Club History


Young motorbike riders on Victoria’s Mornington Peninsula have a safe, supervised area to ride - right in the shadows of BHP Steel’s Western Port steelworks.

The track is for non-competitive riding with the emphasis on providing families a safe environment for their children to ride motorcycles.

One of the important aims of the club is to teach young people how to ride safely and responsibly. We won’t let anyone ride who isn’t a Club member, and to be a member you must know and follow the rules.


We currently have over 1,200 financial members mostly made up of families, many parents join up for the children then reignite the passions of youth and end up riding around with their children. Typically around half of our members are under 18.

The Club runs training programs for both junior and senior riders, as well as hosting family days including our famous Christmas parties, even Santa turns up. The Club committee is very mindful of its responsibilities to the surrounding residents, and monitors all track activities to ensure noise and other environmental impacts are kept to a minimum.

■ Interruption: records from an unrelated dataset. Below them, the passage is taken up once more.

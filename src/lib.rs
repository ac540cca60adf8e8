pub mod error;
pub mod geometry;
pub mod math;
pub mod operations;
pub mod rope;
pub mod tessellation;

pub use error::{Result, RopeError};
pub use rope::Rope;
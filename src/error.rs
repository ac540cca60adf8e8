use thiserror::Error;

/// Top-level error type for rope curve computations.
#[derive(Debug, Error)]
pub enum RopeError {
    #[error(transparent)]
    Geometry(#[from] GeometryError),

    #[error(transparent)]
    Operation(#[from] OperationError),

    #[error(transparent)]
    Tessellation(#[from] TessellationError),
}

/// Errors related to geometric inputs.
#[derive(Debug, Error)]
pub enum GeometryError {
    #[error("expected {expected} control points, got {actual}")]
    ControlPointCount { expected: usize, actual: usize },

    #[error("{0} must be finite")]
    NonFinite(&'static str),
}

/// Errors related to solver operations.
#[derive(Debug, Error)]
pub enum OperationError {
    #[error("invalid input: {0}")]
    InvalidInput(String),
}

/// Errors related to curve sampling.
#[derive(Debug, Error)]
pub enum TessellationError {
    #[error("invalid sampling parameters: {0}")]
    InvalidParameters(String),
}

/// Convenience type alias for results using [`RopeError`].
pub type Result<T> = std::result::Result<T, RopeError>;
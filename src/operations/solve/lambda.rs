use tracing::{debug, trace, warn};

use crate::error::{GeometryError, Result};
use crate::geometry::curve::Bezier7;
use crate::geometry::ControlPointSet;
use crate::math::Point2;
use crate::tessellation::SampleCurve;

use super::SolverParams;

/// Relative length miss above which a solve is reported as off-target.
const MISS_WARN_RATIO: f64 = 0.01;

/// Finds the offset scale λ that gives a rope curve a target arc length.
///
/// Each interior control point is moved along the perpendicular to the
/// anchor line `start → end`, its offset scaled by λ. The curve's sampled
/// length is assumed to grow with λ, and a fixed number of bisection steps
/// narrows `[lower_bound, upper_bound]` around the target.
///
/// A target outside the reachable range is not an error: the search
/// settles next to the nearest bound and the curve length misses the
/// target.
#[derive(Debug)]
pub struct SolveLambda {
    base: ControlPointSet,
    start: Point2,
    end: Point2,
    target_length: f64,
    params: SolverParams,
}

impl SolveLambda {
    /// Creates a new `SolveLambda` operation with default solver parameters.
    #[must_use]
    pub fn new(base: ControlPointSet, start: Point2, end: Point2, target_length: f64) -> Self {
        Self {
            base,
            start,
            end,
            target_length,
            params: SolverParams::default(),
        }
    }

    /// Replaces the solver parameters.
    #[must_use]
    pub fn with_params(mut self, params: SolverParams) -> Self {
        self.params = params;
        self
    }

    /// Builds the curve whose interior points are offset-scaled by `lambda`.
    #[must_use]
    pub fn curve_at(&self, lambda: f64) -> Bezier7 {
        let adjusted = self.base.adjusted(&self.start, &self.end, lambda);
        Bezier7::from_parts(self.start, adjusted.points(), self.end)
    }

    /// Estimated arc length of the curve at `lambda`, using the solver's sampling.
    ///
    /// # Errors
    ///
    /// Returns `TessellationError::InvalidParameters` if the step count is zero.
    pub fn length_at(&self, lambda: f64) -> Result<f64> {
        let curve = self.curve_at(lambda);
        let polyline = SampleCurve::new(&curve, self.params.sampling).execute()?;
        Ok(polyline.length())
    }

    /// Executes the bisection, returning the final midpoint λ.
    ///
    /// With zero iterations the identity scale `λ = 1`, clamped into the
    /// search bounds, is returned.
    ///
    /// # Errors
    ///
    /// - `GeometryError::NonFinite` if the target length is NaN or infinite
    /// - `OperationError::InvalidInput` for non-finite or inverted bounds
    /// - `TessellationError::InvalidParameters` if the step count is zero
    pub fn execute(&self) -> Result<f64> {
        if !self.target_length.is_finite() {
            return Err(GeometryError::NonFinite("target length").into());
        }
        self.params.validate()?;

        let (lambda, achieved) = self.bisect()?;
        debug!(
            lambda,
            achieved,
            target = self.target_length,
            "solved rope lambda"
        );
        if (achieved - self.target_length).abs() > self.target_length.abs() * MISS_WARN_RATIO {
            warn!(
                lambda,
                achieved,
                target = self.target_length,
                "target length not reachable within lambda bounds"
            );
        }

        Ok(lambda)
    }

    /// Runs the bisection on validated parameters, returning λ and the
    /// sampled length at that λ.
    fn bisect(&self) -> Result<(f64, f64)> {
        let mut lower = self.params.lower_bound;
        let mut upper = self.params.upper_bound;
        let mut lambda = 1.0_f64.clamp(lower, upper);
        let mut achieved = None;

        for iteration in 0..self.params.iterations {
            lambda = (lower + upper) * 0.5;
            let length = self.length_at(lambda)?;
            trace!(iteration, lambda, length, "lambda bisection step");
            achieved = Some(length);

            if length < self.target_length {
                lower = lambda;
            } else {
                upper = lambda;
            }
        }

        // The last step already sampled the returned λ.
        let achieved = match achieved {
            Some(length) => length,
            None => self.length_at(lambda)?,
        };
        Ok((lambda, achieved))
    }
}
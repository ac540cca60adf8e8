mod length;

pub use length::ArcLength;
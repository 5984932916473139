// SPDX-License-Identifier: Apache-2.0 OR MIT
// Copyright (c) 2025-2026 naskel.com

//! # Coherence - cache-coherence notifications between processes
//!
//! Keeps the in-memory caches of cooperating processes consistent. Each
//! process records the inserts, updates and deletes it performs; the
//! [`NotificationManager`] ships them to peers in compressed batches and
//! dispatches batches received from peers to local cache listeners and
//! application listeners.
//!
//! ## Quick Start
//!
//! ```rust,no_run
//! use coherence::{
//!     LoopbackBus, LoopbackFactory, NotificationConfig, NotificationEvent,
//!     NotificationManager, Result, RowKey,
//! };
//! use std::sync::Arc;
//!
//! fn main() -> Result<()> {
//!     let bus = LoopbackBus::new("local");
//!     let manager = NotificationManager::new(
//!         NotificationConfig::default(),
//!         Arc::new(LoopbackFactory::new(bus)),
//!     )?;
//!
//!     let mut tx = manager.begin_transaction();
//!     tx.record_event("trading", NotificationEvent::delete("Order", vec![RowKey::new().with("id", 7)]));
//!     tx.commit()?.wait()?;
//!
//!     manager.shutdown();
//!     Ok(())
//! }
//! ```
//!
//! ## Architecture
//!
//! ```text
//! +---------------------------------------------------------------------+
//! |  Application: CacheListener | ApplicationListener | ResultList      |
//! +---------------------------------------------------------------------+
//! |  NotificationManager: ordered worker, flush timer, transactions     |
//! |  InterestRegistry: list / predicate / class-level registrations     |
//! +---------------------------------------------------------------------+
//! |  WireCodec: header + framed events, deflate body                    |
//! +---------------------------------------------------------------------+
//! |  TransportAdapter: DualDedupAdapter over two brokers, Loopback      |
//! +---------------------------------------------------------------------+
//! |  ReplicationPoller: change queue -> events (SQLite store)           |
//! +---------------------------------------------------------------------+
//! ```
//!
//! ## Modules Overview
//!
//! - [`manager`] - Notification manager (start here)
//! - [`transport`] - Adapter SPI, dual deduplicating adapter, loopback bus
//! - [`codec`] - Wire format
//! - [`interest`] - Application interest registry
//! - [`replication`] - Change-queue poller

/// Crate error type.
pub mod error;
/// Configuration (TOML loadable).
pub mod config;
/// Process identity used for loop prevention.
pub mod process;
/// Event model: values, row keys, events and batches.
pub mod event;
/// Predicate expressions for mass deletes and application filters.
pub mod predicate;
/// Wire codec for notification batches.
pub mod codec;
/// Transport adapter SPI and implementations.
pub mod transport;
/// Listener callback traits.
pub mod listener;
/// Application interest registry.
pub mod interest;
/// Notification manager.
pub mod manager;
/// Replication poller and change-queue stores.
pub mod replication;

pub use codec::{CodecError, WireCodec};
pub use config::{DuplicateWindowConfig, NotificationConfig, ReplicationConfig};
pub use error::{Error, Result};
pub use event::{
    ColumnRef, NotificationBatch, NotificationEvent, OperationKind, RegistrationKey, RowKey, Value,
};
pub use interest::{InterestRegistry, RegistrationEntry, ResultList};
pub use listener::{ApplicationListener, CacheListener, ClassLevelListener};
pub use manager::{
    CompletionTicket, ManagerMetricsSnapshot, NotificationManager, NotificationTransaction,
    SubscriptionState,
};
pub use predicate::{Predicate, PredicateError};
pub use process::ProcessIdentity;
pub use replication::{ReplicationPoller, ReplicationSource, ReplicationStore};
#[cfg(feature = "sqlite")]
pub use replication::SqliteReplicationStore;
pub use transport::{
    AdapterFactory, DualAdapterFactory, DualDedupAdapter, DuplicateWindow, LoopbackBus,
    LoopbackFactory, MessageIdentity, ReceiveHandler, TransportAdapter,
};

We have a committee of volunteers who supervise the track and riders at all times, and we have tremendous support from local businesses.

The Mornington Peninsular Motorcycle Club track would not survive without dedicated support of an enthusiastic band of members, who give up their time and in some cases use of their heavy machinery to keep the track open and in top condition


The Club was first formed as the Hastings Blue Light Motorcycle Club and owes much to the drive and determination of BHP Steel employee and local resident, Ray Hare. Ray first began pushing for a safe, supervised track for local riders about 1995, this was brought about the amount of kids that were riding bikes illegally because there was nowhere for them to go. In 1996 Ray Hare as the first President of the Club commenced lobbing the Mornington Peninsula Shire to establish a motorcycle club on the peninsula. He saw a need to establish an area suitable for supervised motorcycle riding and training for local youths.

Over the next couple of years he sought support from, the Shire, local Police, local businesses and state Government to assist in the development of the project. Ray Hare together with two other BHP Steel employees Dave Callaway and Brian Sage, and other interested locals. Ray approached the local Mornington Peninsula Council and began investigating sites in and around Hastings. Several sites in the Hastings area were canvassed and rejected, mainly due to resident's noise concerns. However, the idea didn’t really get off the ground until BHP Steel and the Victorian Blue Light State Council came to the party about 2000.

Blue Light agreed to lend its support to the idea, while at the same time BHP Steel agreed to provide about seven hectares of land at its Western Port steelworks site. At this early point membership was opened to a very lucky 35 families for a three month trial period. After success during this period, the Shire council requested acoustic testing to be continued as part of a 12 month trial period after extensive community consultation involving BHP Steel, police and local residents.

Mornington Peninsula Council finally gave the go ahead for the club to establish itself permanently on the site in December 2001. The first bikes roared around the newly completed dirt track in April 2002 and the club has gone from strength to strength.

Blue Light is a police initiative that organises and supports various youth projects in the community. 

Since the clubs inception “The number of complaints and incidents of reported illegal trail bike riding in the area has fallen dramatically”.

In 2015 the Club was renamed the Mornington Peninsular Motorcycle Club.

We are delighted with the success of the Club over the years – particularly from the point of view of attracting young people into a safe riding environment rather than risking injury to themselves and others by riding illegally on public land.